Universitätsarchiv Universität Heidelberg erhält Mitschriften zu Vorlesungen von Karl Jaspers
26. Juni 2024
Die beiden Hefte stammen von der jüdischen Philosophiestudentin Eva Hildesheimer, die Deutschland infolge des Nationalsozialismus verließ
Mitschriften von zwei Vorlesungen des Philosophen Karl Jaspers aus den Jahren 1932 und 1933 hat das Universitätsarchiv der Ruperto Carola als private Schenkung erhalten. Sie stammen von der jüdischen Studentin Eva Hildesheimer, die ihr Studium 1933 abbrechen musste und Deutschland im Zuge der Machtübernahme der Nationalsozialisten verließ. Die beiden Hefte, die jeweils rund 50 Seiten umfassen, übergab ihr Sohn Giora Teltsch in einer kleinen Feierstunde an die Rektorin der Universität Heidelberg, Prof. Dr. Frauke Melchior. Bei den Vorlesungen von Karl Jaspers, die Eva Hildesheimer dokumentiert hat, handelt es sich um eine Lehrveranstaltung zur „Geschichte der neueren Philosophie“ aus dem Sommersemester 1932 sowie eine Vorlesung über den Philosophen Immanuel Kant aus dem Wintersemester 1932/1933.
„Die Hefte von Eva Hildesheimer erinnern an eine ehemalige Studentin unserer Universität und zugleich an den Heidelberger Philosophen Karl Jaspers. Sie erinnern uns aber auch daran, wie erschreckend schnell die als liberal geltende Universität Heidelberg sich in dieser Zeit in eine nationalsozialistisch geprägte Hochschule gewandelt hat“, betonte Prof. Melchior und dankte der Familie für die Überlassung der Dokumente. Giora Teltsch hob hervor, dass die Hefte seiner Mutter offenbar sehr viel bedeutet hätten. Zuletzt verwahrt wurden sie von der Germanistin und Alumna der Universität Heidelberg, Dr. Christa Geitner, einer Stieftochter des Bruders von Eva Hildesheimer, die ebenfalls bei der Übergabe zugegen war. Im Rahmen der Feierstunde stellte Dr. Ingo Runde, der Leiter des Universitätsarchivs, die Arbeit seiner Einrichtung vor, sein Stellvertreter Gabriel Meyer referierte über die Bedeutung studentischer Quellen. Die beiden Hefte Eva Hildesheimers können nun wissenschaftlich ausgewertet werden, so Dr. Runde.
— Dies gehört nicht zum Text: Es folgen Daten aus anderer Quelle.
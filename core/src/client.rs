//! User API client: request building, response parsing, and the async
//! operations controllers call.
//!
//! # Design
//! `UserClient` holds only a `base_url` and carries no mutable state between
//! calls. Each operation is split into a `build_*` method that produces an
//! `HttpRequest` and a `parse_*` method that consumes an `HttpResponse`, so
//! the I/O boundary stays explicit and testable without a network.
//!
//! `HttpUserApi` joins a `UserClient` to a `Transport` and implements
//! `UserApi`. Each call is exactly one round trip: no retries, no caching, no
//! timeout override. Every failure is collapsed into a single message (server
//! message, then transport message, then a per-operation fallback).

use async_trait::async_trait;
use serde::de::DeserializeOwned;
use tracing::{error, info};

use crate::config::ClientConfig;
use crate::error::{ApiError, ServiceError, TransportError};
use crate::http::{HttpMethod, HttpRequest, HttpResponse, HttpTransport, Transport};
use crate::types::{ErrorBody, UserCreateInput, UserRecord};

pub const CREATE_USER_FALLBACK: &str = "An unknown error occurred during user creation.";
pub const LIST_USERS_FALLBACK: &str = "An unknown error occurred while fetching users.";
pub const GET_USER_FALLBACK: &str = "An unknown error occurred while fetching user by ID.";

/// Stateless request builder and response parser for the users resource.
#[derive(Debug, Clone)]
pub struct UserClient {
    base_url: String,
}

impl UserClient {
    pub fn new(base_url: &str) -> Self {
        Self {
            base_url: base_url.trim_end_matches('/').to_string(),
        }
    }

    pub fn base_url(&self) -> &str {
        &self.base_url
    }

    pub fn build_create_user(&self, input: &UserCreateInput) -> Result<HttpRequest, ApiError> {
        let body = serde_json::to_string(input).map_err(|e| ApiError::Unknown(e.to_string()))?;
        Ok(HttpRequest {
            method: HttpMethod::Post,
            path: format!("{}/users", self.base_url),
            headers: vec![("content-type".to_string(), "application/json".to_string())],
            body: Some(body),
        })
    }

    pub fn build_list_users(&self) -> HttpRequest {
        HttpRequest {
            method: HttpMethod::Get,
            path: format!("{}/users", self.base_url),
            headers: Vec::new(),
            body: None,
        }
    }

    pub fn build_get_user(&self, id: &str) -> HttpRequest {
        HttpRequest {
            method: HttpMethod::Get,
            path: format!("{}/users/{id}", self.base_url),
            headers: Vec::new(),
            body: None,
        }
    }

    pub fn parse_create_user(&self, response: HttpResponse) -> Result<UserRecord, ApiError> {
        parse_json(response)
    }

    pub fn parse_list_users(&self, response: HttpResponse) -> Result<Vec<UserRecord>, ApiError> {
        parse_json(response)
    }

    pub fn parse_get_user(&self, response: HttpResponse) -> Result<UserRecord, ApiError> {
        parse_json(response)
    }
}

fn parse_json<T: DeserializeOwned>(response: HttpResponse) -> Result<T, ApiError> {
    check_status(&response)?;
    serde_json::from_str(&response.body).map_err(|e| ApiError::Unknown(e.to_string()))
}

/// Map a non-2xx response to the matching `ApiError` variant.
///
/// The error body is decoded on a best-effort basis; a body that is not the
/// server's JSON envelope still yields an `Http` error with no message.
fn check_status(response: &HttpResponse) -> Result<(), ApiError> {
    if response.is_success() {
        return Ok(());
    }
    let envelope: ErrorBody = serde_json::from_str(&response.body).unwrap_or_default();
    match envelope.validation_errors {
        Some(fields) if response.status == 400 && !fields.is_empty() => Err(ApiError::Validation {
            message: envelope.message,
            fields,
        }),
        _ => Err(ApiError::Http {
            status: response.status,
            message: envelope.message,
            body: response.body.clone(),
        }),
    }
}

/// The three user operations as seen by controllers.
#[async_trait]
pub trait UserApi: Send + Sync {
    async fn create_user(&self, input: UserCreateInput) -> Result<UserRecord, ServiceError>;
    async fn list_users(&self) -> Result<Vec<UserRecord>, ServiceError>;
    async fn get_user_by_id(&self, id: &str) -> Result<UserRecord, ServiceError>;
}

/// `UserApi` over a real transport.
#[derive(Debug, Clone)]
pub struct HttpUserApi<T> {
    client: UserClient,
    transport: T,
}

impl HttpUserApi<HttpTransport> {
    pub fn from_config(config: &ClientConfig) -> Result<Self, TransportError> {
        let transport = HttpTransport::new(config)?;
        Ok(Self::new(&config.base_url, transport))
    }
}

impl<T: Transport> HttpUserApi<T> {
    pub fn new(base_url: &str, transport: T) -> Self {
        Self {
            client: UserClient::new(base_url),
            transport,
        }
    }

    pub fn client(&self) -> &UserClient {
        &self.client
    }

    async fn send(&self, request: HttpRequest) -> Result<HttpResponse, ApiError> {
        Ok(self.transport.execute(request).await?)
    }
}

fn normalize(operation: &str, err: ApiError, fallback: &str) -> ServiceError {
    let message = err.user_message(fallback);
    error!(operation, error = %err, "{message}");
    ServiceError::new(message)
}

#[async_trait]
impl<T: Transport> UserApi for HttpUserApi<T> {
    async fn create_user(&self, input: UserCreateInput) -> Result<UserRecord, ServiceError> {
        let result: Result<UserRecord, ApiError> = async {
            let request = self.client.build_create_user(&input)?;
            let response = self.send(request).await?;
            self.client.parse_create_user(response)
        }
        .await;

        match result {
            Ok(record) => {
                info!(id = %record.id, username = %record.username, "user created");
                Ok(record)
            }
            Err(err) => Err(normalize("create_user", err, CREATE_USER_FALLBACK)),
        }
    }

    async fn list_users(&self) -> Result<Vec<UserRecord>, ServiceError> {
        let response = self.send(self.client.build_list_users()).await;
        response
            .and_then(|r| self.client.parse_list_users(r))
            .map_err(|err| normalize("list_users", err, LIST_USERS_FALLBACK))
    }

    async fn get_user_by_id(&self, id: &str) -> Result<UserRecord, ServiceError> {
        let response = self.send(self.client.build_get_user(id)).await;
        response
            .and_then(|r| self.client.parse_get_user(r))
            .map_err(|err| normalize("get_user_by_id", err, GET_USER_FALLBACK))
    }
}

#[cfg(test)]
mod tests {
    use std::collections::VecDeque;
    use std::sync::Mutex;

    use super::*;

    fn client() -> UserClient {
        UserClient::new("http://localhost:8080/api/v1")
    }

    fn response(status: u16, body: &str) -> HttpResponse {
        HttpResponse {
            status,
            headers: Vec::new(),
            body: body.to_string(),
        }
    }

    const RECORD: &str = r#"{"id":"1","username":"jdoe","email":"jdoe@example.com","active":true,
        "createdAt":"2025-05-06T10:20:30Z","updatedAt":"2025-05-06T10:20:30Z"}"#;

    /// Replays canned transport outcomes and records the requests it saw.
    struct ScriptedTransport {
        outcomes: Mutex<VecDeque<Result<HttpResponse, TransportError>>>,
        seen: Mutex<Vec<HttpRequest>>,
    }

    impl ScriptedTransport {
        fn new(outcomes: Vec<Result<HttpResponse, TransportError>>) -> Self {
            Self {
                outcomes: Mutex::new(outcomes.into()),
                seen: Mutex::new(Vec::new()),
            }
        }
    }

    #[async_trait]
    impl Transport for ScriptedTransport {
        async fn execute(&self, request: HttpRequest) -> Result<HttpResponse, TransportError> {
            self.seen.lock().unwrap().push(request);
            self.outcomes.lock().unwrap().pop_front().expect("no scripted outcome left")
        }
    }

    fn api(outcomes: Vec<Result<HttpResponse, TransportError>>) -> HttpUserApi<ScriptedTransport> {
        HttpUserApi::new("http://localhost:8080/api/v1", ScriptedTransport::new(outcomes))
    }

    #[test]
    fn build_create_user_produces_correct_request() {
        let input = UserCreateInput {
            username: "jdoe".to_string(),
            email: "jdoe@example.com".to_string(),
            password: Some("correct-horse".to_string()),
            ..Default::default()
        };
        let req = client().build_create_user(&input).unwrap();
        assert_eq!(req.method, HttpMethod::Post);
        assert_eq!(req.path, "http://localhost:8080/api/v1/users");
        assert_eq!(
            req.headers,
            vec![("content-type".to_string(), "application/json".to_string())]
        );
        let body: serde_json::Value = serde_json::from_str(req.body.as_deref().unwrap()).unwrap();
        assert_eq!(body["username"], "jdoe");
        assert_eq!(body["password"], "correct-horse");
        assert!(body.get("firstName").is_none());
    }

    #[test]
    fn build_list_and_get_requests() {
        let req = client().build_list_users();
        assert_eq!(req.method, HttpMethod::Get);
        assert_eq!(req.path, "http://localhost:8080/api/v1/users");
        assert!(req.body.is_none());

        let req = client().build_get_user("abc-123");
        assert_eq!(req.path, "http://localhost:8080/api/v1/users/abc-123");
        assert!(req.headers.is_empty());
    }

    #[test]
    fn trailing_slash_is_stripped() {
        let req = UserClient::new("http://localhost:8080/api/v1/").build_list_users();
        assert_eq!(req.path, "http://localhost:8080/api/v1/users");
    }

    #[test]
    fn parse_create_accepts_201() {
        let user = client().parse_create_user(response(201, RECORD)).unwrap();
        assert_eq!(user.id, "1");
        assert!(user.active);
    }

    #[test]
    fn parse_conflict_keeps_server_message() {
        let err = client()
            .parse_create_user(response(409, r#"{"status":409,"message":"Username 'jdoe' already exists."}"#))
            .unwrap_err();
        assert_eq!(err.server_message(), Some("Username 'jdoe' already exists."));
        assert!(matches!(err, ApiError::Http { status: 409, .. }));
    }

    #[test]
    fn parse_bad_request_with_field_map_is_validation() {
        let body = r#"{"status":400,"message":"Validation failed","validationErrors":{"email":"Email should be valid"}}"#;
        let err = client().parse_create_user(response(400, body)).unwrap_err();
        match err {
            ApiError::Validation { message, fields } => {
                assert_eq!(message.as_deref(), Some("Validation failed"));
                assert_eq!(fields["email"], "Email should be valid");
            }
            other => panic!("expected validation error, got {other:?}"),
        }
    }

    #[test]
    fn parse_get_not_found_with_plain_body() {
        let err = client().parse_get_user(response(404, "Not Found")).unwrap_err();
        assert!(err.is_not_found());
        assert_eq!(err.server_message(), None);
    }

    #[test]
    fn parse_list_bad_json() {
        let err = client().parse_list_users(response(200, "not json")).unwrap_err();
        assert!(matches!(err, ApiError::Unknown(_)));
    }

    #[tokio::test]
    async fn create_user_surfaces_server_message() {
        let api = api(vec![Ok(response(409, r#"{"message":"Email 'a@b.co' already exists."}"#))]);
        let err = api.create_user(UserCreateInput::default()).await.unwrap_err();
        assert_eq!(err.message, "Email 'a@b.co' already exists.");
    }

    #[tokio::test]
    async fn list_users_reports_network_error() {
        let api = api(vec![Err(TransportError::Network("connection refused".to_string()))]);
        let err = api.list_users().await.unwrap_err();
        assert_eq!(err.message, "Network Error");
    }

    #[tokio::test]
    async fn get_user_falls_back_when_nothing_is_known() {
        let api = api(vec![Err(TransportError::Setup(String::new()))]);
        let err = api.get_user_by_id("1").await.unwrap_err();
        assert_eq!(err.message, GET_USER_FALLBACK);
    }

    #[tokio::test]
    async fn each_call_is_a_single_round_trip() {
        let api = api(vec![Ok(response(500, "")), Ok(response(200, &format!("[{RECORD}]")))]);
        let err = api.list_users().await.unwrap_err();
        assert_eq!(err.message, "Request failed with status code 500");
        assert_eq!(api.transport.seen.lock().unwrap().len(), 1);

        let users = api.list_users().await.unwrap();
        assert_eq!(users.len(), 1);
        assert_eq!(api.transport.seen.lock().unwrap().len(), 2);
    }
}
Eva Hildesheimer (1914 bis 2010), die in Mannheim ihr Abitur abgelegt hatte, schrieb sich zum Sommersemester 1932 an der Universität Heidelberg zunächst für ein naturwissenschaftliches Studium ein, wechselte dann aber in die Philosophie. Nach dem Wintersemester 1932/33 – Adolf Hitler war mittlerweile zum Reichskanzler ernannt worden – beendete sie ihr Studium an der Ruperto Carola frühzeitig. Gemeinsam mit ihren Eltern sowie ihrem jüngeren Bruder Wolfgang, der sich später als Schriftsteller und Mozart-Biograph einen Namen machte, emigrierte sie über London nach Palästina. In den 1960er Jahren war Eva Hildesheimer, die mittlerweile den Vornamen Hava und den Nachnamen Teltsch ihres Mannes angenommen hatte, unter anderem im israelischen Außenministerium tätig. Nach ihrer Pensionierung intensivierte sie ihre ehrenamtlichen Aktivitäten im sozialen und kulturellen Bereich.
Karl Jaspers (1883 bis 1969) gilt als einer der wichtigsten deutschsprachigen Philosophen des 20. Jahrhunderts. Er lebte von 1906 bis 1948 in Heidelberg und war von 1922 an bis zu seiner Entlassung durch das nationalsozialistische Regime im Jahr 1937 Ordinarius für Philosophie an der Universität Heidelberg. Seine Frau Gertrud entstammte einer jüdischen Kaufmannsfamilie und konnte nur dank der Ehe mit Jaspers trotz erheblicher Repressalien für beide überleben. Nach Kriegsende gehörte Karl Jaspers dem sogenannten Dreizehnerausschuss an, der den Neuaufbau der Ruperto Carola organisierte. Er nahm seine wissenschaftliche Tätigkeit an der Universität Heidelberg wieder auf, die ihm 1946 die Ehrensenatorenwürde verlieh. Auch aus Enttäuschung über die politische Entwicklung in der unmittelbaren Nachkriegszeit, in der keine ernsthafte Diskussion über die NS-Zeit stattfand, wechselte Jaspers 1948 an die Universität Basel und wurde 1967 Schweizer Staatsbürger.